Since the answer “YES” referred to the question “Do you feel that the point of view
of this trial is the same as yours?”, the probability of having YES indicated that
subjects perceived a 1PP scene.
Different probabilities of having “YES” are obtained by shifting the camera position
along the three axes x, y, z, according to Figure 24.
Figure 39 shows the probability of having “YES” given the camera displacements
along x, y, z, respectively.
110
Figure 39: results – study 1. Probability of having “YES, given a camera displacement along the
axis x, y, z.
Results involving camera lateral displacements along x axis showed that the
probability of obtaining a positive answer (YES) peaked at zero and then
decreased.
This means that when the camera position was centred on the subject’s head –in
zero – the probability of having YES was maximum. By moving the camera on the
right/left to the subject, this probability decreases.
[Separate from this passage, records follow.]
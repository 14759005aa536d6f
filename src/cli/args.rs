//! Command-line argument definitions.

use std::path::PathBuf;

use clap::{ArgAction, Parser, Subcommand};

use crate::constants;

/// aio - all-in-one command-line toolbox
#[derive(Parser, Debug)]
#[command(name = "aio", author, version, about, long_about = None)]
pub struct Args {
    /// Directory holding config.toml, todo.json and notes.txt
    #[arg(long, global = true, env = "AIO_CONFIG_DIR", value_name = "DIR")]
    pub config_dir: Option<PathBuf>,

    /// Disable colored output (also honored via NO_COLOR)
    #[arg(long, global = true)]
    pub no_color: bool,

    /// Increase log verbosity (-v, -vv, -vvv)
    #[arg(short, long, global = true, action = ArgAction::Count)]
    pub verbose: u8,

    /// Only log errors
    #[arg(short, long, global = true, conflicts_with = "verbose")]
    pub quiet: bool,

    /// Tool category to run
    #[command(subcommand)]
    pub command: Commands,
}

/// Tool categories
#[derive(Subcommand, Debug)]
pub enum Commands {
    /// Network utilities
    #[command(subcommand)]
    Network(NetworkCommand),
    /// Security and privacy tools
    #[command(subcommand)]
    Security(SecurityCommand),
    /// System information and file tools
    #[command(subcommand)]
    System(SystemCommand),
    /// Everyday utilities
    #[command(subcommand)]
    Utility(UtilityCommand),
    /// Just for fun
    #[command(subcommand)]
    Fun(FunCommand),
}

#[derive(Subcommand, Debug)]
pub enum NetworkCommand {
    /// Scan a range of TCP ports on a host
    PortScan {
        /// Host name or IP address
        host: String,
        /// First port to scan
        #[arg(long, default_value_t = 1)]
        start_port: u16,
        /// Last port to scan (inclusive)
        #[arg(long, default_value_t = 1024)]
        end_port: u16,
        /// Per-port connect timeout in seconds [default: 0.5]
        #[arg(long)]
        timeout: Option<f64>,
        /// Number of parallel scanning threads [default: 1]
        #[arg(long)]
        workers: Option<usize>,
    },
    /// Ping a host using the system ping command
    Ping {
        host: String,
        /// Number of echo requests
        #[arg(short, long, default_value_t = 4)]
        count: u32,
    },
    /// Resolve a domain to its IPv4 and IPv6 addresses
    DnsLookup { domain: String },
    /// WHOIS lookup for a domain
    Whois { domain: String },
    /// Trace the network route to a host
    Traceroute {
        host: String,
        /// Maximum number of hops
        #[arg(long, default_value_t = 30)]
        max_hops: u32,
    },
    /// Approximate geolocation of an IP address
    IpGeo { ip: String },
    /// Show the response headers of a URL
    HttpHeaders { url: String },
    /// Find subdomains that resolve, from a wordlist
    Subdomains {
        domain: String,
        /// File with one candidate name per line
        #[arg(long)]
        wordlist: Option<PathBuf>,
    },
    /// Measure download speed
    SpeedTest {
        /// File to download [default: configured speed test URL]
        #[arg(long)]
        url: Option<String>,
    },
    /// Look up the vendor of a MAC address
    MacVendor { mac: String },
}

#[derive(Subcommand, Debug)]
pub enum SecurityCommand {
    /// Generate a random password
    GeneratePassword {
        /// Password length
        #[arg(short, long, default_value_t = constants::DEFAULT_PASSWORD_LENGTH)]
        length: usize,
        /// Leave out uppercase letters
        #[arg(long)]
        no_upper: bool,
        /// Leave out digits
        #[arg(long)]
        no_digits: bool,
        /// Leave out punctuation
        #[arg(long)]
        no_symbols: bool,
    },
    /// Hash text or a file with md5, sha1 or sha256
    Hash {
        /// Text to hash
        #[arg(long)]
        text: Option<String>,
        /// File to hash (takes precedence over --text)
        #[arg(long)]
        file: Option<PathBuf>,
        /// Hash algorithm [default: sha256]
        #[arg(long)]
        algorithm: Option<String>,
    },
    /// Score a password's strength
    CheckPassword {
        /// Password to check (prompted when omitted)
        #[arg(long)]
        password: Option<String>,
    },
    /// Encode text as base64
    Base64Encode { data: String },
    /// Decode base64 text
    Base64Decode { data: String },
    /// Shift letters with a Caesar cipher (negative shift decrypts)
    CaesarCipher {
        text: String,
        #[arg(allow_negative_numbers = true)]
        shift: i64,
    },
    /// List hidden files in a directory
    ListHidden {
        #[arg(default_value = ".")]
        path: PathBuf,
    },
    /// Overwrite a file with random data, then delete it
    SecureDelete { file: PathBuf },
    /// Create a password-protected zip archive
    ZipEncrypt {
        /// File or directory to archive
        source: PathBuf,
        /// Zip file to create
        output: PathBuf,
        /// Archive password (prompted when omitted)
        #[arg(long)]
        password: Option<String>,
    },
    /// Back up a directory into a tar.gz archive
    Backup {
        source: PathBuf,
        destination: PathBuf,
    },
}

#[derive(Subcommand, Debug)]
pub enum SystemCommand {
    /// Show disk usage of the filesystem holding a path
    DiskUsage {
        #[arg(default_value = ".")]
        path: PathBuf,
    },
    /// List running processes
    Processes,
    /// Show host and hardware information
    SysInfo,
    /// Find files whose name matches a regex
    FindFile {
        pattern: String,
        /// Directory to search
        #[arg(default_value = ".")]
        root: PathBuf,
    },
    /// Compress a file or directory into a tar.gz archive
    Compress { source: PathBuf, output: PathBuf },
    /// Print lines of a file matching a regex
    Grep { pattern: String, file: PathBuf },
    /// Print CPU and memory usage periodically
    Monitor {
        /// Seconds between samples
        #[arg(long, default_value_t = 1.0)]
        interval: f64,
        /// Stop after this many seconds (runs until interrupted otherwise)
        #[arg(long)]
        duration: Option<f64>,
    },
    /// Copy to or paste from the system clipboard
    Clipboard {
        #[command(subcommand)]
        action: ClipboardAction,
    },
}

#[derive(Subcommand, Debug)]
pub enum ClipboardAction {
    /// Copy text to the clipboard
    Copy {
        #[arg(long)]
        text: Option<String>,
    },
    /// Print the clipboard contents
    Paste,
}

#[derive(Subcommand, Debug)]
pub enum UtilityCommand {
    /// Current weather for a city
    Weather { city: String },
    /// Convert between currencies
    CurrencyConvert {
        #[arg(allow_negative_numbers = true)]
        amount: f64,
        from: String,
        to: String,
    },
    /// Convert between units (m/ft, kg/lb, C/F)
    UnitConvert {
        #[arg(allow_negative_numbers = true)]
        value: f64,
        from: String,
        to: String,
    },
    /// Manage a simple to-do list
    Todo {
        #[command(subcommand)]
        action: TodoAction,
    },
    /// Count down a number of seconds
    Timer {
        #[arg(allow_negative_numbers = true)]
        seconds: f64,
    },
    /// Measure time until Enter is pressed
    Stopwatch,
    /// Keep timestamped notes
    Notes {
        #[command(subcommand)]
        action: NotesAction,
    },
    /// Random numbers, strings and choices
    Random {
        #[command(subcommand)]
        mode: RandomMode,
    },
}

#[derive(Subcommand, Debug)]
pub enum TodoAction {
    /// Add a task
    Add { text: String },
    /// List tasks
    List,
    /// Remove a task by its number
    Remove { number: usize },
}

#[derive(Subcommand, Debug)]
pub enum NotesAction {
    /// Append a note
    Add { text: String },
    /// Print all notes
    Show,
}

#[derive(Subcommand, Debug)]
pub enum RandomMode {
    /// Random number between MIN and MAX
    Number {
        #[arg(allow_negative_numbers = true)]
        max: f64,
        #[arg(allow_negative_numbers = true, default_value_t = 0.0)]
        min: f64,
    },
    /// Random alphanumeric string
    String { length: usize },
    /// Random item from a comma-separated list
    Choice { items: String },
}

#[derive(Subcommand, Debug)]
pub enum FunCommand {
    /// Render text as an ASCII art banner
    AsciiArt { text: String },
    /// Tell a random joke
    Joke,
    /// Show a random fortune
    Fortune,
    /// Fetch an inspirational quote
    Quote,
}

#[cfg(test)]
mod tests {
    use super::*;
    use clap::CommandFactory;

    #[test]
    fn test_command_tree_is_valid() {
        Args::command().debug_assert();
    }

    #[test]
    fn test_parse_port_scan_defaults() {
        let args = Args::parse_from(["aio", "network", "port-scan", "localhost"]);
        match args.command {
            Commands::Network(NetworkCommand::PortScan {
                host,
                start_port,
                end_port,
                timeout,
                workers,
            }) => {
                assert_eq!(host, "localhost");
                assert_eq!((start_port, end_port), (1, 1024));
                assert_eq!(timeout, None);
                assert_eq!(workers, None);
            }
            other => panic!("unexpected command: {other:?}"),
        }
    }

    #[test]
    fn test_negative_caesar_shift() {
        let args = Args::parse_from(["aio", "security", "caesar-cipher", "Khoor", "-3"]);
        assert!(matches!(
            args.command,
            Commands::Security(SecurityCommand::CaesarCipher { shift: -3, .. })
        ));
    }

    #[test]
    fn test_global_flags_after_subcommand() {
        let args = Args::parse_from(["aio", "fun", "fortune", "-vv", "--no-color"]);
        assert_eq!(args.verbose, 2);
        assert!(args.no_color);
    }

    #[test]
    fn test_random_number_min_defaults_to_zero() {
        let args = Args::parse_from(["aio", "utility", "random", "number", "10"]);
        match args.command {
            Commands::Utility(UtilityCommand::Random {
                mode: RandomMode::Number { max, min },
            }) => {
                assert!((max - 10.0).abs() < f64::EPSILON);
                assert!(min.abs() < f64::EPSILON);
            }
            other => panic!("unexpected command: {other:?}"),
        }
    }

    #[test]
    fn test_quiet_conflicts_with_verbose() {
        assert!(Args::try_parse_from(["aio", "-q", "-v", "fun", "joke"]).is_err());
    }
}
Results involving camera displacements along y axis showed that the probability
of having the answer YES was still described by a bell-shape curve. It decreases
with the vertical displacement of the camera, moving it up or down compared to
the subject’s head. Results also showed that in this case the peak was not centred
in zero.
One first hypothesis could be that the set-up of the virtual scene. In particular,
when the camera was centred in y=0, subjects would look straight at the table
111
(Figure 40a). For a natural view of the scene, subjects should look down to the
table, as they would do in a real situation (Figure 40b). Thus, putting the camera
below the subject’s head, they experienced a more realistic 1PP scene.
Figure 40: possible explanation for the y bias that seems to be related to the set-up.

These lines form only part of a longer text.